There are a lot of different ways you can go in answering that. My sense of it was — and this goes back to when I covered him in 2016, all the way through his presidency and up until the 2020 campaign — I mean, obviously, you can’t cover him like a conventional candidate when he’s telling lies and falsehoods and half-truths and whoppers and so on. You gotta call that stuff out, and that is going to infuriate him, it’s going to infuriate the people who adore him, and as journalists we have to sort of put that to the side and say, “You know what? We have to continue to do our jobs.” The thing that I think became more of an issue during his presidency, and has been since January 6, is this question of how much of a threat does he pose to American democracy? And you can have a big conversation about that, you can argue to which degree he poses a threat to American democracy, but if you take a look at what took place on January 6, the things that he has said since then, I mean I don’t think that is really a debate that needs to be settled at this point. I think it’s something that we have to cover. We have to cover how he poses a threat to American democracy and he is in command of an extremist movement in this country. Now I was tackling that throughout his administration, when he was calling the press the enemy of the people and so on, and it made people a little bit uncomfortable at times. But I think current events have sort of borne out the approach, which is you’ve got to be tough. I try to tell folks I work with, “Don’t go left, don’t go right, go tough, be tough,” and I think that’s what the viewers expect. If we were to sort of be wishy-washy and mamby pamby and tiptoe through the tulips and not call things out, people would be furious with us for doing that. So it calls upon us as journalists, and I’m not sitting here on Mount Olympus or anything telling people what I think about how we should cover the news, I’m just one guy doing my show, and I work at a big network, and there’s a collaborative process, obviously, at CNN. I just think that’s the approach that works best.

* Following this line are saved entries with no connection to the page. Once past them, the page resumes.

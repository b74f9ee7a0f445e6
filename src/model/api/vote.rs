use chrono::{DateTime, Utc};
use serde::{Deserialize, Serialize};

use crate::model::common::{
    claim::VoterClaim,
    election::{CandidateId, ElectionId},
};

/// A request to cast a vote. A null candidate is a blank vote.
#[derive(Debug, Clone, PartialEq, Eq, Serialize, Deserialize)]
#[serde(rename_all = "camelCase")]
pub struct CastRequest {
    pub election_id: ElectionId,
    #[serde(default)]
    pub candidate_id: Option<CandidateId>,
    pub token: String,
}

/// Proof of a successfully cast vote, returned to the voter.
#[derive(Debug, Clone, PartialEq, Eq, Serialize, Deserialize)]
#[serde(rename_all = "camelCase")]
pub struct CastReceipt {
    pub verification_hash: String,
    pub timestamp: DateTime<Utc>,
}

/// The outcome of a successful identification pre-check: the token to vote with, and the
/// claim it carries for display at the station.
#[derive(Debug, Clone, PartialEq, Eq, Serialize, Deserialize)]
#[serde(rename_all = "camelCase")]
pub struct Identified {
    pub token: String,
    pub claim: VoterClaim,
}
//! Types shared between the database and API representations.

pub mod candidate;
pub mod claim;
pub mod election;
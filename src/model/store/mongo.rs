use std::collections::HashMap;

use log::{debug, info};
use mongodb::{
    bson::{doc, Document},
    error::{Error as DbError, UNKNOWN_TRANSACTION_COMMIT_RESULT},
    options::{FindOneAndUpdateOptions, FindOptions, ReturnDocument},
    Client, ClientSession, Database,
};
use rocket::{futures::TryStreamExt, http::Status};

use crate::error::{Error, Result, VoteError};
use crate::model::{
    api::election::ElectionSpec,
    common::election::{CandidateId, ElectionId, ElectionState, GroupId, PersonId},
    db::{
        candidate::{Candidate, NewCandidate},
        election::Election,
        roster::{Group, NewGroup, NewPerson, Person},
        vote::{Choice, EnabledVoter, Participation, Vote},
    },
    mongodb::{
        ensure_counters_exist, ensure_indexes_exist, is_duplicate_key_error, Coll, Counter,
        MongoCollection, CANDIDATE_ID_COUNTER_ID, ELECTION_ID_COUNTER_ID, GROUP_ID_COUNTER_ID,
        PERSON_ID_COUNTER_ID,
    },
};

use super::Storage;

/// A store backed by MongoDB.
///
/// Vote uniqueness is enforced by the unique index on `(sibling_key, person_id)`, and
/// multi-document changes run in transactions, so the deployment must be a replica set.
pub struct MongoStore {
    client: Client,
    db: Database,
}

/// How many times a commit is sent while the server leaves its outcome unknown.
const COMMIT_ATTEMPTS: u32 = 3;

/// Filter on an integer `_id`.
fn id_filter(id: u32) -> Document {
    doc! {"_id": i64::from(id)}
}

/// Commit the session's transaction, resending only the commit while its outcome is unknown.
async fn commit(session: &mut ClientSession) -> std::result::Result<(), DbError> {
    let mut attempt = 1;
    loop {
        match session.commit_transaction().await {
            Err(e)
                if e.contains_label(UNKNOWN_TRANSACTION_COMMIT_RESULT)
                    && attempt < COMMIT_ATTEMPTS =>
            {
                debug!("Transaction commit outcome unknown (attempt {attempt}), retrying: {e}");
                attempt += 1;
            }
            result => return result,
        }
    }
}

impl MongoStore {
    /// Connect to the database and perform any setup necessary.
    pub async fn connect(uri: &str, database: &str) -> std::result::Result<Self, DbError> {
        let client = Client::with_uri_str(uri).await?;
        let db = client.database(database);
        ensure_indexes_exist(&db).await?;
        ensure_counters_exist(&db).await?;
        info!("Using database {database}");
        Ok(Self { client, db })
    }

    fn coll<T: MongoCollection>(&self) -> Coll<T> {
        Coll::from_db(&self.db)
    }

    /// The transactional part of [`Storage::record_vote`].
    /// Returns `None` if the election is missing or not active.
    async fn record_vote_in(
        &self,
        vote: &Vote,
        session: &mut ClientSession,
    ) -> std::result::Result<Option<Election>, DbError> {
        let filter = doc! {
            "_id": i64::from(vote.election_id),
            "state": ElectionState::Activa,
        };
        let update = doc! {
            "$inc": { "votes_cast": 1 }
        };
        let options = FindOneAndUpdateOptions::builder()
            .return_document(ReturnDocument::After)
            .build();
        let election = self
            .coll::<Election>()
            .find_one_and_update_with_session(filter, update, options, session)
            .await?;
        let Some(election) = election else {
            return Ok(None);
        };
        self.coll::<Vote>()
            .insert_one_with_session(vote, None, session)
            .await?;
        Ok(Some(election))
    }
}

#[rocket::async_trait]
impl Storage for MongoStore {
    async fn group_by_number(&self, number: &str) -> Result<Option<Group>> {
        Ok(self
            .coll::<Group>()
            .find_one(doc! {"number": number}, None)
            .await?)
    }

    async fn person_by_document(&self, document: &str) -> Result<Option<Person>> {
        Ok(self
            .coll::<Person>()
            .find_one(doc! {"document_number": document}, None)
            .await?)
    }

    async fn person(&self, id: PersonId) -> Result<Option<Person>> {
        Ok(self.coll::<Person>().find_one(id_filter(id), None).await?)
    }

    async fn persons_in_group(&self, group: GroupId) -> Result<Vec<Person>> {
        let persons = self
            .coll::<Person>()
            .find(doc! {"group_id": i64::from(group)}, None)
            .await?
            .try_collect()
            .await?;
        Ok(persons)
    }

    async fn insert_group(&self, group: NewGroup) -> Result<Group> {
        let id = Counter::next(&self.coll(), GROUP_ID_COUNTER_ID).await?;
        let group = group.with_id(id);
        match self.coll::<Group>().insert_one(&group, None).await {
            Ok(_) => Ok(group),
            Err(e) if is_duplicate_key_error(&e) => Err(Error::Status(
                Status::Conflict,
                format!("Group number {} already exists", group.number),
            )),
            Err(e) => Err(e.into()),
        }
    }

    async fn insert_person(&self, person: NewPerson) -> Result<Person> {
        let id = Counter::next(&self.coll(), PERSON_ID_COUNTER_ID).await?;
        let person = person.with_id(id);
        match self.coll::<Person>().insert_one(&person, None).await {
            Ok(_) => Ok(person),
            Err(e) if is_duplicate_key_error(&e) => Err(Error::Status(
                Status::Conflict,
                format!("Document {} is already registered", person.document_number),
            )),
            Err(e) => Err(e.into()),
        }
    }

    async fn election(&self, id: ElectionId) -> Result<Option<Election>> {
        Ok(self.coll::<Election>().find_one(id_filter(id), None).await?)
    }

    async fn elections(&self) -> Result<Vec<Election>> {
        let options = FindOptions::builder().sort(doc! {"_id": 1}).build();
        let elections = self
            .coll::<Election>()
            .find(None, options)
            .await?
            .try_collect()
            .await?;
        Ok(elections)
    }

    async fn insert_election(&self, spec: ElectionSpec) -> Result<Election> {
        let id = Counter::next(&self.coll(), ELECTION_ID_COUNTER_ID).await?;
        let election = Election::new(id, spec);
        self.coll::<Election>().insert_one(&election, None).await?;
        Ok(election)
    }

    async fn set_state(
        &self,
        id: ElectionId,
        from: ElectionState,
        to: ElectionState,
    ) -> Result<bool> {
        let filter = doc! {
            "_id": i64::from(id),
            "state": from,
        };
        let update = doc! {
            "$set": { "state": to }
        };
        let result = self
            .coll::<Election>()
            .update_one(filter, update, None)
            .await?;
        Ok(result.modified_count == 1)
    }

    async fn delete_cancelled_election(&self, id: ElectionId) -> Result<bool> {
        let mut session = self.client.start_session(None).await?;
        session.start_transaction(None).await?;

        let filter = doc! {
            "_id": i64::from(id),
            "state": ElectionState::Cancelada,
        };
        let result = self
            .coll::<Election>()
            .delete_one_with_session(filter, None, &mut session)
            .await?;
        if result.deleted_count == 0 {
            session.abort_transaction().await?;
            return Ok(false);
        }

        let owned = doc! {"election_id": i64::from(id)};
        let candidates = self
            .coll::<Candidate>()
            .delete_many_with_session(owned.clone(), None, &mut session)
            .await?;
        let votes = self
            .coll::<Vote>()
            .delete_many_with_session(owned.clone(), None, &mut session)
            .await?;
        let enabled = self
            .coll::<EnabledVoter>()
            .delete_many_with_session(owned, None, &mut session)
            .await?;

        commit(&mut session).await?;
        debug!(
            "Deleted election {id} with {} candidates, {} votes, {} enabled voters",
            candidates.deleted_count, votes.deleted_count, enabled.deleted_count
        );
        Ok(true)
    }

    async fn enable_voters(&self, id: ElectionId, persons: &[PersonId]) -> Result<Election> {
        // Bulk operation support isn't in rust-mongodb yet, so insert individually
        // and skip people who are already enabled.
        let enabled = self.coll::<EnabledVoter>();
        for &person_id in persons {
            let record = EnabledVoter {
                election_id: id,
                person_id,
            };
            match enabled.insert_one(&record, None).await {
                Ok(_) => {}
                Err(e) if is_duplicate_key_error(&e) => {}
                Err(e) => return Err(e.into()),
            }
        }

        let count = enabled
            .count_documents(doc! {"election_id": i64::from(id)}, None)
            .await?;
        let count = u32::try_from(count).unwrap_or(u32::MAX);
        let update = doc! {
            "$set": { "enabled_voters": i64::from(count) }
        };
        let options = FindOneAndUpdateOptions::builder()
            .return_document(ReturnDocument::After)
            .build();
        self.coll::<Election>()
            .find_one_and_update(id_filter(id), update, options)
            .await?
            .ok_or_else(|| VoteError::ElectionNotFound(id).into())
    }

    async fn candidate(&self, id: CandidateId) -> Result<Option<Candidate>> {
        Ok(self.coll::<Candidate>().find_one(id_filter(id), None).await?)
    }

    async fn candidates(&self, election: ElectionId) -> Result<Vec<Candidate>> {
        let options = FindOptions::builder().sort(doc! {"list_number": 1}).build();
        let candidates = self
            .coll::<Candidate>()
            .find(doc! {"election_id": i64::from(election)}, options)
            .await?
            .try_collect()
            .await?;
        Ok(candidates)
    }

    async fn insert_candidate(&self, candidate: NewCandidate) -> Result<Candidate> {
        let id = Counter::next(&self.coll(), CANDIDATE_ID_COUNTER_ID).await?;
        let candidate = candidate.with_id(id);
        match self.coll::<Candidate>().insert_one(&candidate, None).await {
            Ok(_) => Ok(candidate),
            Err(e) if is_duplicate_key_error(&e) => {
                Err(VoteError::DuplicateListNumber(candidate.list_number).into())
            }
            Err(e) => Err(e.into()),
        }
    }

    async fn replace_candidate(&self, candidate: &Candidate) -> Result<()> {
        let result = self
            .coll::<Candidate>()
            .replace_one(id_filter(candidate.id), candidate, None)
            .await;
        match result {
            Ok(result) if result.matched_count == 0 => {
                Err(VoteError::CandidateNotFound(candidate.id).into())
            }
            Ok(_) => Ok(()),
            Err(e) if is_duplicate_key_error(&e) => {
                Err(VoteError::DuplicateListNumber(candidate.list_number).into())
            }
            Err(e) => Err(e.into()),
        }
    }

    async fn delete_candidate(&self, id: CandidateId) -> Result<bool> {
        let result = self
            .coll::<Candidate>()
            .delete_one(id_filter(id), None)
            .await?;
        Ok(result.deleted_count == 1)
    }

    async fn participation(
        &self,
        sibling_key: &str,
        person: PersonId,
    ) -> Result<Option<Participation>> {
        let filter = doc! {
            "sibling_key": sibling_key,
            "person_id": i64::from(person),
        };
        Ok(self.coll::<Participation>().find_one(filter, None).await?)
    }

    async fn record_vote(&self, vote: &Vote) -> Result<Election> {
        let mut session = self.client.start_session(None).await?;
        session.start_transaction(None).await?;

        match self.record_vote_in(vote, &mut session).await {
            Ok(Some(election)) => {
                commit(&mut session).await?;
                Ok(election)
            }
            Ok(None) => {
                session.abort_transaction().await?;
                match self.election(vote.election_id).await? {
                    Some(election) => {
                        Err(VoteError::ElectionNotActive(election.id, election.state).into())
                    }
                    None => Err(VoteError::ElectionNotFound(vote.election_id).into()),
                }
            }
            Err(e) if is_duplicate_key_error(&e) => {
                session.abort_transaction().await?;
                // The conflicting vote is committed, otherwise this would have been a
                // transient write conflict instead.
                match self.participation(&vote.sibling_key, vote.person_id).await? {
                    Some(prior) => Err(prior.conflict_for(vote.election_id).into()),
                    None => Err(e.into()),
                }
            }
            // Dropping the session aborts the transaction.
            Err(e) => Err(e.into()),
        }
    }

    async fn tally(&self, election: ElectionId) -> Result<HashMap<Option<CandidateId>, u64>> {
        let mut choices = self
            .coll::<Choice>()
            .find(doc! {"election_id": i64::from(election)}, None)
            .await?;
        let mut totals = HashMap::new();
        while let Some(choice) = choices.try_next().await? {
            *totals.entry(choice.candidate_id).or_insert(0) += 1;
        }
        Ok(totals)
    }
}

Robert F. Kennedy Jr., who’s running as an independent in 2024, suggested that Joe Biden poses a greater threat to democracy than Trump does. What did you make of that comment?
He made that to my colleague, Erin Burnett. I mean, obviously, it’s false, and that’s not taking Joe Biden’s point of view here, that’s not taking the Democratic point of view here. The Cleveland Plain Dealer editor-in-chief over there, who put out an op-ed this past weekend, put it best. If you are to compare these two presidents, you can’t say, “Well they both pose equal threats to American democracy.” You can’t say what Robert F. Kennedy said and say, “Joe Biden, it could be argued, poses a greater threat to American democracy.” I mean, that’s just that’s just false. It’s patently false. You could look at the objective facts without any kind of bias or skew on anything and just say that that’s just not the case. I was there at the White House on January 6, I covered Trump when he was not acting when there was an attack on the Capitol. I was talking to officials inside the White House, inside the administration. They were telling me, via background sourcing, that they were quitting, other people were quitting, and I’ve never written about or really talked about that much, but it is one of the darkest days that I’ve ever witnessed in my career covering the news. I never thought I would see a president of the United States just sit there and not do anything when there are people storming the Capitol and saying they wanted to hang the vice president. That episode in and of itself, his efforts to overturn the 2020 election in Georgia, calling the Georgia Secretary of State and all the other things that were going on, alternate slate of electors, I mean you can go on and on and on about this, but just the actions of that day, objectively speaking, factually speaking, without any bias or skew whatsoever, makes him a greater threat to American democracy than Joe Biden. I mean, that’s just looking at the facts of the matter. That’s not somebody coming in and saying, “Hey, this is this is my point of view here.” That’s just looking at the facts.
Speaking of January 6, in a lot of ways Trump looked done after that happened. You had hosts going on Fox News that had previously defended him saying enough is enough. And of course Lindsey Graham’s meltdown. Do you have any way of explaining how Trump went from that point to now, where he’s the frontrunner to be the next president of the United States?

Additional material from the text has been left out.